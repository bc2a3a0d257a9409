//! Per-person travel profile stored as JSON.
//!
//! ```json
//! {
//!   "person_name": "Omer",
//!   "buffer_days": 12,
//!   "restricted_country": "Turkey",
//!   "travel_history": [
//!     { "country": "Turkey", "start": "2025-01-01", "end": "2025-06-15" }
//!   ]
//! }
//! ```
//!
//! Records whose `country` matches `restricted_country` (ignoring case) count
//! toward the limit; every other country is treated alike.

use anyhow::{Context, Result};
use chrono::NaiveDate;
use residency_engine::{Country, History, Interval};
use serde::Deserialize;
use std::path::Path;

pub const DEFAULT_BUFFER_DAYS: u32 = 12;
pub const DEFAULT_RESTRICTED_COUNTRY: &str = "Turkey";

#[derive(Debug, Deserialize)]
struct ProfileFile {
    person_name: Option<String>,
    #[serde(default = "default_buffer_days")]
    buffer_days: u32,
    #[serde(default = "default_restricted_country")]
    restricted_country: String,
    #[serde(default)]
    travel_history: Vec<TravelRecord>,
}

#[derive(Debug, Deserialize)]
struct TravelRecord {
    country: String,
    start: NaiveDate,
    end: NaiveDate,
}

fn default_buffer_days() -> u32 {
    DEFAULT_BUFFER_DAYS
}

fn default_restricted_country() -> String {
    DEFAULT_RESTRICTED_COUNTRY.to_string()
}

/// A loaded profile with its history mapped onto restricted/other intervals.
#[derive(Debug)]
pub struct Profile {
    pub person_name: String,
    pub buffer_days: u32,
    pub restricted_country: String,
    pub history: History,
}

impl Profile {
    /// Display name for a location.
    pub fn location_label(&self, country: Country) -> String {
        match country {
            Country::Restricted => self.restricted_country.clone(),
            Country::Other => format!("outside {}", self.restricted_country),
        }
    }
}

pub fn load_profile(path: &Path) -> Result<Profile> {
    let content = std::fs::read_to_string(path)
        .with_context(|| format!("Failed to read profile: {}", path.display()))?;
    let fallback_name = path
        .file_stem()
        .and_then(|stem| stem.to_str())
        .unwrap_or("unknown");
    let profile = parse_profile(&content, fallback_name)
        .with_context(|| format!("Invalid profile: {}", path.display()))?;

    tracing::debug!(
        path = %path.display(),
        person = %profile.person_name,
        intervals = profile.history.len(),
        "loaded profile"
    );
    Ok(profile)
}

/// Parse profile JSON. `fallback_name` is used when `person_name` is absent.
pub fn parse_profile(json: &str, fallback_name: &str) -> Result<Profile> {
    let file: ProfileFile = serde_json::from_str(json).context("Failed to parse profile JSON")?;

    let intervals = file
        .travel_history
        .iter()
        .enumerate()
        .map(|(index, record)| {
            let country = if record.country.eq_ignore_ascii_case(&file.restricted_country) {
                Country::Restricted
            } else {
                Country::Other
            };
            Interval::new(country, record.start, record.end).with_context(|| {
                format!("travel_history[{}] ({})", index, record.country)
            })
        })
        .collect::<Result<Vec<_>>>()?;

    Ok(Profile {
        person_name: file
            .person_name
            .unwrap_or_else(|| fallback_name.to_string()),
        buffer_days: file.buffer_days,
        restricted_country: file.restricted_country,
        history: History::new(intervals),
    })
}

══════════

WHAT IS REQUIRED:
Look above for the line holding "Ok(profile)" and the line holding "let country = if". Retype both, and every line between them, word for word and nothing else.

SOLUTION FOR THIS EXERCISE:
    Ok(profile)
}

/// Parse profile JSON. `fallback_name` is used when `person_name` is absent.
pub fn parse_profile(json: &str, fallback_name: &str) -> Result<Profile> {
    let file: ProfileFile = serde_json::from_str(json).context("Failed to parse profile JSON")?;

    let intervals = file
        .travel_history
        .iter()
        .enumerate()
        .map(|(index, record)| {
            let country = if record.country.eq_ignore_ascii_case(&file.restricted_country) {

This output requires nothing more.